I keep coming back to the poems of Gerard Manley Hopkins. Recently, I’ve been reading “Spring and Fall,” and “Carrion Comfort.” Today, I found his “Thee, God, I come from, to thee go,” which I had read several times before. It isn’t one of Hopkins’ better poems, but I’m nonetheless mesmerized by the lines,
“What I know of thee I bless/as acknowleding thy stress/on my being…”

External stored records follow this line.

// Copyright (C) Microsoft Corporation. All rights reserved.

#![deny(clippy::unwrap_used)]
#![deny(clippy::expect_used)]
#![deny(clippy::panic)]
#![deny(clippy::manual_assert)]

//! The election registry: one chain per election id.
//!
//! Elections live in the `active` map until their end time passes, after
//! which a sweep moves them to `finished`. Tallies are only served for
//! finished elections. Ids are 256 random bits; a collision at creation is
//! rejected rather than silently overwritten.

use std::collections::HashMap;
use std::fmt;

use serde::{Deserialize, Serialize};
use tracing::info;

use util::csprng::Csprng;

use crate::{
    ballot::Vote,
    chain::{Chain, ElectionTemplate},
    errors::{CoreError, CoreResult},
    signature::EligibilityVerifier,
};

/// A 256-bit election identifier, rendered as lowercase hex.
#[derive(Clone, Copy, PartialEq, Eq, Hash, PartialOrd, Ord)]
pub struct ElectionId([u8; 32]);

impl ElectionId {
    pub fn random(csprng: &mut Csprng) -> Self {
        let mut bytes = [0_u8; 32];
        csprng.fill_bytes(&mut bytes);
        ElectionId(bytes)
    }

    pub fn from_hex(s: &str) -> CoreResult<Self> {
        let mut bytes = [0_u8; 32];
        if s.len() != 64 || faster_hex::hex_decode(s.as_bytes(), &mut bytes).is_err() {
            return Err(CoreError::InvalidInput(format!(
                "not a 256-bit hex election id: {s:?}"
            )));
        }
        Ok(ElectionId(bytes))
    }

    pub fn to_hex(self) -> String {
        faster_hex::hex_string(&self.0)
    }
}

impl fmt::Display for ElectionId {
    fn fmt(&self, f: &mut fmt::Formatter<'_>) -> fmt::Result {
        f.write_str(&self.to_hex())
    }
}

impl fmt::Debug for ElectionId {
    fn fmt(&self, f: &mut fmt::Formatter<'_>) -> fmt::Result {
        write!(f, "ElectionId({})", self.to_hex())
    }
}

impl Serialize for ElectionId {
    fn serialize<S>(&self, serializer: S) -> Result<S::Ok, S::Error>
    where
        S: serde::Serializer,
    {
        self.to_hex().serialize(serializer)
    }
}

impl<'de> Deserialize<'de> for ElectionId {
    fn deserialize<D>(deserializer: D) -> Result<Self, D::Error>
    where
        D: serde::Deserializer<'de>,
    {
        use serde::de::Error;

        let s = String::deserialize(deserializer)?;
        ElectionId::from_hex(&s).map_err(|e| D::Error::custom(e.to_string()))
    }
}

/// Maps election ids to their chains, separated by lifecycle state.
pub struct ElectionRegistry {
    difficulty: u32,
    active: HashMap<ElectionId, Chain>,
    finished: HashMap<ElectionId, Chain>,
}

impl ElectionRegistry {
    pub fn new(difficulty: u32) -> Self {
        ElectionRegistry {
            difficulty,
            active: HashMap::new(),
            finished: HashMap::new(),
        }
    }

    pub fn difficulty(&self) -> u32 {
        self.difficulty
    }

    /// Opens a new election under a fresh random id.
    pub fn create_election(
        &mut self,
        template: ElectionTemplate,
        now: u64,
        csprng: &mut Csprng,
    ) -> CoreResult<ElectionId> {
        let id = ElectionId::random(csprng);
        self.insert_election(id, template, now, csprng)?;
        Ok(id)
    }

    /// Opens a new election under a caller-chosen id, rejecting collisions.
    pub fn insert_election(
        &mut self,
        id: ElectionId,
        template: ElectionTemplate,
        now: u64,
        csprng: &mut Csprng,
    ) -> CoreResult<()> {
        if self.active.contains_key(&id) || self.finished.contains_key(&id) {
            return Err(CoreError::InvalidInput(format!(
                "election id collision: {id}"
            )));
        }
        let chain = Chain::new(template, self.difficulty, now, csprng)?;
        info!(%id, name = chain.name(), "created election");
        self.active.insert(id, chain);
        Ok(())
    }

    /// Adopts an existing chain (e.g. received from a peer) under `id`.
    pub fn adopt_chain(&mut self, id: ElectionId, chain: Chain, now: u64) -> CoreResult<()> {
        if self.active.contains_key(&id) || self.finished.contains_key(&id) {
            return Err(CoreError::InvalidInput(format!(
                "election id collision: {id}"
            )));
        }
        chain.validate()?;
        if now > chain.end_time() {
            self.finished.insert(id, chain);
        } else {
            self.active.insert(id, chain);
        }
        Ok(())
    }

    /// The chain for `id`, whether active or finished.
    pub fn chain(&self, id: &ElectionId) -> Option<&Chain> {
        self.active.get(id).or_else(|| self.finished.get(id))
    }

    pub fn active_chain_mut(&mut self, id: &ElectionId) -> Option<&mut Chain> {
        self.active.get_mut(id)
    }

    pub fn active_ids(&self) -> Vec<ElectionId> {
        self.active.keys().copied().collect()
    }

    pub fn finished_ids(&self) -> Vec<ElectionId> {
        self.finished.keys().copied().collect()
    }

    pub fn is_finished(&self, id: &ElectionId) -> bool {
        self.finished.contains_key(id)
    }

    /// Validates a vote against its active election and appends it to the
    /// mempool, returning the vote ticket.
    pub fn submit_vote(
        &mut self,
        id: &ElectionId,
        vote: Vote,
        verifier: &dyn EligibilityVerifier,
        now: u64,
    ) -> CoreResult<u64> {
        if self.finished.contains_key(id) {
            return Err(CoreError::InvalidInput(format!(
                "election {id} has already finished"
            )));
        }
        let chain = self
            .active
            .get_mut(id)
            .ok_or_else(|| CoreError::NotFound(id.to_hex()))?;
        if now > chain.end_time() {
            return Err(CoreError::InvalidInput(format!(
                "election {id} has already finished"
            )));
        }
        chain.submit_vote(vote, verifier)
    }

    /// Reconciles the chain of `id` against competing chains.
    pub fn merge_chain(&mut self, id: &ElectionId, others: Vec<Chain>) -> CoreResult<bool> {
        let chain = self
            .active
            .get_mut(id)
            .or_else(|| self.finished.get_mut(id))
            .ok_or_else(|| CoreError::NotFound(id.to_hex()))?;
        chain.update_chain(others)
    }

    /// Moves every active chain whose end time has passed into the finished
    /// map. Returns the ids that moved.
    pub fn sweep_finished(&mut self, now: u64) -> Vec<ElectionId> {
        let expired: Vec<ElectionId> = self
            .active
            .iter()
            .filter(|(_, chain)| now > chain.end_time())
            .map(|(id, _)| *id)
            .collect();

        for id in &expired {
            if let Some(chain) = self.active.remove(id) {
                info!(%id, name = chain.name(), "election finished");
                self.finished.insert(*id, chain);
            }
        }
        expired
    }

    /// The chain for `id`, only if the election is finished. Tallies must not
    /// be served while voting is open.
    pub fn finished_chain(&self, id: &ElectionId) -> CoreResult<&Chain> {
        if self.active.contains_key(id) {
            return Err(CoreError::InvalidInput(format!(
                "election {id} is still active"
            )));
        }
        self.finished
            .get(id)
            .ok_or_else(|| CoreError::NotFound(id.to_hex()))
    }
}

#[cfg(test)]
#[allow(clippy::unwrap_used)]
mod test {
    use super::*;
    use crate::ballot::encrypt_ballot;
    use crate::elgamal::SecretKey;
    use crate::signature::AcceptAllEligibility;
    use std::num::NonZeroUsize;

    const T0: u64 = 1_700_000_000;

    fn test_csprng(label: &[u8]) -> Csprng {
        Csprng::build().write_bytes(label).finish()
    }

    fn template(sk: &SecretKey, end_time: u64) -> ElectionTemplate {
        ElectionTemplate {
            name: "poll".into(),
            start_time: None,
            end_time,
            public_key: sk.public_key().clone(),
            voter_list: vec![],
            option_list: vec!["a".into(), "b".into()],
        }
    }

    #[test]
    fn election_ids_round_trip_as_hex() {
        let mut csprng = test_csprng(b"registry ids");
        let id = ElectionId::random(&mut csprng);
        let hex = id.to_hex();
        assert_eq!(hex.len(), 64);
        assert_eq!(ElectionId::from_hex(&hex).unwrap(), id);
        assert!(ElectionId::from_hex("abc").is_err());

        let json = serde_json::to_string(&id).unwrap();
        assert_eq!(serde_json::from_str::<ElectionId>(&json).unwrap(), id);
    }

    #[test]
    fn create_vote_and_finish() {
        let mut csprng = test_csprng(b"registry lifecycle");
        let sk = SecretKey::generate(NonZeroUsize::new(48).unwrap(), &mut csprng);
        let mut registry = ElectionRegistry::new(2);

        let id = registry
            .create_election(template(&sk, T0 + 100), T0, &mut csprng)
            .unwrap();
        assert_eq!(registry.active_ids(), vec![id]);

        let ballot = encrypt_ballot(sk.public_key(), 0, 2, &mut csprng).unwrap();
        let ticket = registry
            .submit_vote(&id, Vote::new(ballot, vec![]), &AcceptAllEligibility, T0 + 1)
            .unwrap();
        assert_eq!(ticket, 1);

        // Tally refused while active.
        assert!(matches!(
            registry.finished_chain(&id),
            Err(CoreError::InvalidInput(_))
        ));

        // Sweep past the end time.
        assert_eq!(registry.sweep_finished(T0 + 101), vec![id]);
        assert!(registry.is_finished(&id));
        assert!(registry.finished_chain(&id).is_ok());

        // No more votes after finishing.
        let ballot = encrypt_ballot(sk.public_key(), 1, 2, &mut csprng).unwrap();
        assert!(matches!(
            registry.submit_vote(&id, Vote::new(ballot, vec![]), &AcceptAllEligibility, T0 + 102),
            Err(CoreError::InvalidInput(_))
        ));
    }

    #[test]
    fn unknown_ids_are_not_found() {
        let mut csprng = test_csprng(b"registry unknown");
        let mut registry = ElectionRegistry::new(2);
        let id = ElectionId::random(&mut csprng);

        let sk = SecretKey::generate(NonZeroUsize::new(48).unwrap(), &mut csprng);
        let ballot = encrypt_ballot(sk.public_key(), 0, 2, &mut csprng).unwrap();
        assert!(matches!(
            registry.submit_vote(&id, Vote::new(ballot, vec![]), &AcceptAllEligibility, T0),
            Err(CoreError::NotFound(_))
        ));
        assert!(matches!(
            registry.finished_chain(&id),
            Err(CoreError::NotFound(_))
        ));
        assert!(matches!(
            registry.merge_chain(&id, vec![]),
            Err(CoreError::NotFound(_))
        ));
    }

    #[test]
    fn id_collisions_are_rejected() {
        let mut csprng = test_csprng(b"registry collision");
        let sk = SecretKey::generate(NonZeroUsize::new(48).unwrap(), &mut csprng);
        let mut registry = ElectionRegistry::new(2);

        let id = registry
            .create_election(template(&sk, T0 + 100), T0, &mut csprng)
            .unwrap();
        assert!(matches!(
            registry.insert_election(id, template(&sk, T0 + 200), T0, &mut csprng),
            Err(CoreError::InvalidInput(_))
        ));
    }

    #[test]
    fn sweeping_twice_is_idempotent() {
        let mut csprng = test_csprng(b"registry sweep");
        let sk = SecretKey::generate(NonZeroUsize::new(48).unwrap(), &mut csprng);
        let mut registry = ElectionRegistry::new(2);
        let id = registry
            .create_election(template(&sk, T0 + 10), T0, &mut csprng)
            .unwrap();

        assert_eq!(registry.sweep_finished(T0 + 5), vec![]);
        assert_eq!(registry.sweep_finished(T0 + 11), vec![id]);
        assert_eq!(registry.sweep_finished(T0 + 12), vec![]);
    }
}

This is the confession of a man who has what Eugene Peterson calls “the-fear-of-the-Lord.” Hopkins knew (and how much better does he know it now!) the relentless, inescapable goodness of God. He knew what we all have to come to know: only by “stress on my being” can Love love us into life. Now, this “stress” comes to us in the course of our everyday lives, through “natural” and “ordinary” events. Don’t misunderstand me. I don’t believe everything that happens to me happens because God ordained, or even allowed, it. Much of the suffering in my life is, I believe, contrary to what God wants for me. And I believe God suffers with and for me in such times. Nonetheless, I do believe God is capable and willing to creatively redeem anything I might suffer, no matter how severe. I believe if I will learn to see rightly, then I’ll discover the very comfort Hopkins found: the “stress” I feel is in fact the steady pressure of an Artist’s hand.